I had a great chat with a few friends about what it’s like to be a writer. Writers and relationships. Writers and time. Writers and money. Writers and…their lonely pathetic little lives.
Here’s what I want to say. Writers deserve a medal. They let such a huge part of their lives go to write. They let a huge part of their lives go to not writing. It’s eternal procrastination. A writer is either procrastinating their writing or procrastinating their life to write.

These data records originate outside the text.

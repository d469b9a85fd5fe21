pub mod comment;
pub mod post;
pub mod reaction;
pub mod user;

pub use comment::*;
pub use post::*;
pub use reaction::*;
pub use user::*;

I’m a writer. I am often writing. I am more often not writing. I am also sometimes “writing” but really spending time “not writing” as I try to write. Which means, we don’t enjoy our time. If we’re writing, we’re in agony. If we’re not writing, we feel guilt. Oh! It’s like shitting. You can spend your day eating and exercising and drinking water so you do poo. Sometimes you go straight to the toilet and plop there it is. Other times, you must work so hard, your doctor prescribes hydrocortisone. And you know what? That chain smoker with the venti starbucks latte is shitting like a leaf blower every morning like clockwork.
When I’m not writing, people ask me if I’m getting laid. That’s how much I glow. But if I get laid, then I’m likely not writing. So I’m getting laid, but cranky, mean, listless, distracted….not sleeping well….not eating right…YOu know??? When I’m getting action on a daily basis, then I’m seen as a frigid bitch!
All this to say, I’ve been terribly remiss in my writing.